= 2014 FIVB Women's Volleyball World Championship qualification (CAVB) =

The CAVB qualification for the 2014 FIVB Women's Volleyball World Championship saw member nations compete for two places at the finals in Italy.

==Draw==
42 CAVB national teams entered qualification (10 teams later withdrew). The teams were distributed according to their geographical positions.

- Sub zonal round

| Zone 1 (Pool A) | Zone 2 (Pool B) | Zone 2 (Pool C) | Zone 3 (Pool D) |
|---|---|---|---|
| Algeria Morocco Tunisia | Cape Verde Gambia Guinea Senegal Sierra Leone | Merged with Pool B | Burkina Faso Ghana Ivory Coast Liberia |
| Zone 3 (Pool E) | Zone 4 (Pool F) | Zone 4 (Pool G) | Zone 5 (Pool H) |
| Benin Niger Nigeria Togo | Cameroon Chad Congo DR Congo Gabon | Merged with Pool F | Burundi Kenya Tanzania Uganda |
| Zone 5 (Pool I) | Zone 6 (Pool J) | Zone 6 (Pool K) | Zone 7 (Pool L) |
| Egypt Ethiopia Rwanda Sudan | Botswana Lesotho Mozambique South Africa Eswatini | Malawi Namibia Zambia Zimbabwe | Comoros Madagascar Mauritius Seychelles |

- Pool I later merged with Pool H after Rwanda and Sudan pulled out of the competition. Egypt and Ethiopia, which were the other two teams in Pool I, joined other teams in Pool H.

- Final round

The draw for the final round of competition was held in Cairo on 9 October 2013. The top two FIVB ranked teams Algeria and Kenya headed the pools.

| Pool T | Pool U |
|---|---|
| Algeria 1st Zone 6 1st Zone 3 1st Zone 4 2nd Zone 4 2nd Zone 3 2nd Zone 5 | Kenya 1st Zone 7 1st Zone 5 1st Zone 1 1st Zone 2 2nd Zone 6 2nd Zone 2 |

==Sub zonal round==

===Pool A===
- Venue: TUN Salle Ammar Dakhlaoui, Sidi Bou Said, Tunisia
- Dates: July 18–19, 2013
- All times are Central European Time (UTC+01:00)
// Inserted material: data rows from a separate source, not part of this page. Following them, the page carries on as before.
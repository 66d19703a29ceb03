//! Pending RPC table.
//!
//! Each dispatched RPC gets an entry keyed by `messageId`, holding a
//! one-shot resolver and the time it was sent. The entry is removed on
//! response, timeout, or shutdown — whichever happens first — so a response
//! is delivered to the caller exactly once.

use crate::types::message::DhtMessage;
use std::collections::HashMap;
use std::sync::Mutex;
use tokio::sync::oneshot;
use tracing::{trace, warn};

/// What a pending RPC's resolver delivers: a real response, or a sentinel
/// meaning the table was shut down out from under it. Distinguishing the two
/// lets the waiting `round_trip` return `DhtError::Shutdown` instead of a
/// generic transport error.
pub enum PendingOutcome {
    Response(DhtMessage),
    ShuttingDown,
}

struct PendingEntry {
    resolver: oneshot::Sender<PendingOutcome>,
    sent_at_ms: i64,
}

/// Map from `messageId` to its pending resolver. Owned exclusively by the
/// routing table; never shared beyond it.
#[derive(Default)]
pub struct PendingTable {
    entries: Mutex<HashMap<String, PendingEntry>>,
}

impl PendingTable {
    pub fn new() -> Self {
        Self::default()
    }

    /// Registers a new pending RPC and returns the receiving half of its
    /// resolver. The timeout itself is armed by the caller via
    /// `tokio::time::timeout` around the returned receiver.
    pub fn register(&self, message_id: String, sent_at_ms: i64) -> oneshot::Receiver<PendingOutcome> {
        let (tx, rx) = oneshot::channel();
        let mut entries = self.entries.lock().expect("pending table mutex poisoned");
        entries.insert(
            message_id,
            PendingEntry {
                resolver: tx,
                sent_at_ms,
            },
        );
        rx
    }

    /// Resolves the pending entry matching `message.message_id()`, if any.
    /// Returns the RTT in milliseconds when a matching entry was found.
    pub fn resolve(&self, message: DhtMessage, now_ms: i64) -> Option<u64> {
        let entry = {
            let mut entries = self.entries.lock().expect("pending table mutex poisoned");
            entries.remove(message.message_id())
        };
        match entry {
            Some(entry) => {
                let rtt = (now_ms - entry.sent_at_ms).max(0) as u64;
                if entry.resolver.send(PendingOutcome::Response(message)).is_err() {
                    trace!("pending resolver dropped before response arrived");
                }
                Some(rtt)
            }
            None => {
                warn!(message_id = %message.message_id(), "no pending entry for response");
                None
            }
        }
    }

    /// Removes a pending entry without resolving it (used on timeout).
    pub fn remove(&self, message_id: &str) {
        let mut entries = self.entries.lock().expect("pending table mutex poisoned");
        entries.remove(message_id);
    }

    pub fn len(&self) -> usize {
        self.entries.lock().expect("pending table mutex poisoned").len()
    }

    pub fn is_empty(&self) -> bool {
        self.len() == 0
    }

    /// Drains every pending entry, sending each resolver a shutdown sentinel
    /// so a `round_trip` parked on its receiver can return `DhtError::Shutdown`
    /// rather than a generic transport error.
    pub fn clear(&self) {
        let drained: Vec<PendingEntry> = {
            let mut entries = self.entries.lock().expect("pending table mutex poisoned");
            entries.drain().map(|(_, entry)| entry).collect()
        };
        for entry in drained {
            let _ = entry.resolver.send(PendingOutcome::ShuttingDown);
        }
    }
}

#[cfg(test)]
mod tests {
    use super::*;
    use crate::types::message::{new_message_id, MessageHeader};
    use crate::types::node_id::NodeId;

    fn pong(message_id: String) -> DhtMessage {
        DhtMessage::Pong {
            header: MessageHeader {
                sender_id: NodeId::generate(),
                message_id,
                timestamp_ms: 0,
            },
        }
    }

    #[tokio::test]
    async fn response_resolves_exactly_once() {
        let table = PendingTable::new();
        let id = new_message_id();
        let rx = table.register(id.clone(), 0);

        assert_eq!(table.resolve(pong(id.clone()), 50), Some(50));
        assert!(table.is_empty());

        match rx.await.unwrap() {
            PendingOutcome::Response(received) => assert_eq!(received.message_id(), id),
            PendingOutcome::ShuttingDown => panic!("expected a response, not a shutdown sentinel"),
        }
    }

    #[test]
    fn unknown_message_id_resolves_to_none() {
        let table = PendingTable::new();
        assert_eq!(table.resolve(pong(new_message_id()), 0), None);
    }

    #[tokio::test]
    async fn clear_sends_shutdown_sentinel_to_all_resolvers() {
        let table = PendingTable::new();
        let rx = table.register(new_message_id(), 0);
        assert_eq!(table.len(), 1);
        table.clear();
        assert!(table.is_empty());
        match rx.await.unwrap() {
            PendingOutcome::ShuttingDown => {}
            PendingOutcome::Response(_) => panic!("expected a shutdown sentinel"),
        }
    }
}
//! Remote peer descriptors and the transport-agnostic endpoint set.

use super::node_id::NodeId;
use serde::{Deserialize, Serialize};

/// Transport kind tagging an [`Endpoint`]. Closed set: the DHT never
/// interprets the address string, only the tag.
#[derive(Debug, Clone, Copy, PartialEq, Eq, Serialize, Deserialize)]
#[serde(rename_all = "lowercase")]
pub enum EndpointKind {
    Webrtc,
    Bluetooth,
    Local,
    Manual,
}

/// An opaque routing hint owned by the transport. The DHT stores and
/// forwards these but never inspects the address.
#[derive(Debug, Clone, PartialEq, Eq, Serialize, Deserialize)]
pub struct Endpoint {
    pub kind: EndpointKind,
    pub address: Option<String>,
}

impl Endpoint {
    pub fn new(kind: EndpointKind, address: Option<String>) -> Self {
        Self { kind, address }
    }
}

/// A known remote node.
///
/// **Invariant:** a `Contact` whose `node_id` equals the local node id must
/// never be admitted into a routing table; enforced by
/// [`crate::dht::bucket::BucketManager::add_contact`].
#[derive(Debug, Clone, PartialEq, Eq, Serialize, Deserialize)]
pub struct Contact {
    pub node_id: NodeId,
    pub peer_id: String,
    pub last_seen: i64,
    pub failure_count: u32,
    pub rtt_ms: Option<u64>,
    pub endpoints: Vec<Endpoint>,
}

impl Contact {
    pub fn new(node_id: NodeId, peer_id: impl Into<String>, now_ms: i64) -> Self {
        Self {
            node_id,
            peer_id: peer_id.into(),
            last_seen: now_ms,
            failure_count: 0,
            rtt_ms: None,
            endpoints: Vec::new(),
        }
    }

    pub fn with_endpoints(mut self, endpoints: Vec<Endpoint>) -> Self {
        self.endpoints = endpoints;
        self
    }
}

#[cfg(test)]
mod tests {
    use super::*;

    #[test]
    fn builder_sets_endpoints() {
        let c = Contact::new(NodeId::generate(), "peer-1", 0)
            .with_endpoints(vec![Endpoint::new(EndpointKind::Local, None)]);
        assert_eq!(c.endpoints.len(), 1);
        assert_eq!(c.failure_count, 0);
    }
}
| Pos | Team | Pld | W | L | Pts | SW | SL | SR | SPW | SPL | SPR |
|---|---|---|---|---|---|---|---|---|---|---|---|
| 1 | Tunisia | 2 | 2 | 0 | 6 | 6 | 0 | MAX | 152 | 121 | 1.256 |
| 2 | Algeria | 2 | 0 | 2 | 0 | 0 | 6 | 0.000 | 121 | 152 | 0.796 |

| Date | Time |  | Score |  | Set 1 | Set 2 | Set 3 | Set 4 | Set 5 | Total | Report |
|---|---|---|---|---|---|---|---|---|---|---|---|
| 18 Jul | 22:30 | Algeria | 0–3 | Tunisia | 14–25 | 16–25 | 20–25 |  |  | 50–75 | Report |
| 19 Jul | 22:30 | Tunisia | 3–0 | Algeria | 27–25 | 25–23 | 25–23 |  |  | 77–71 | Report |

===Pool B===
- Venue: SEN Marius Ndiaye Stadium, Dakar, Senegal
- Dates: July 18–21, 2013
- All times are Greenwich Mean Time (UTC±00:00)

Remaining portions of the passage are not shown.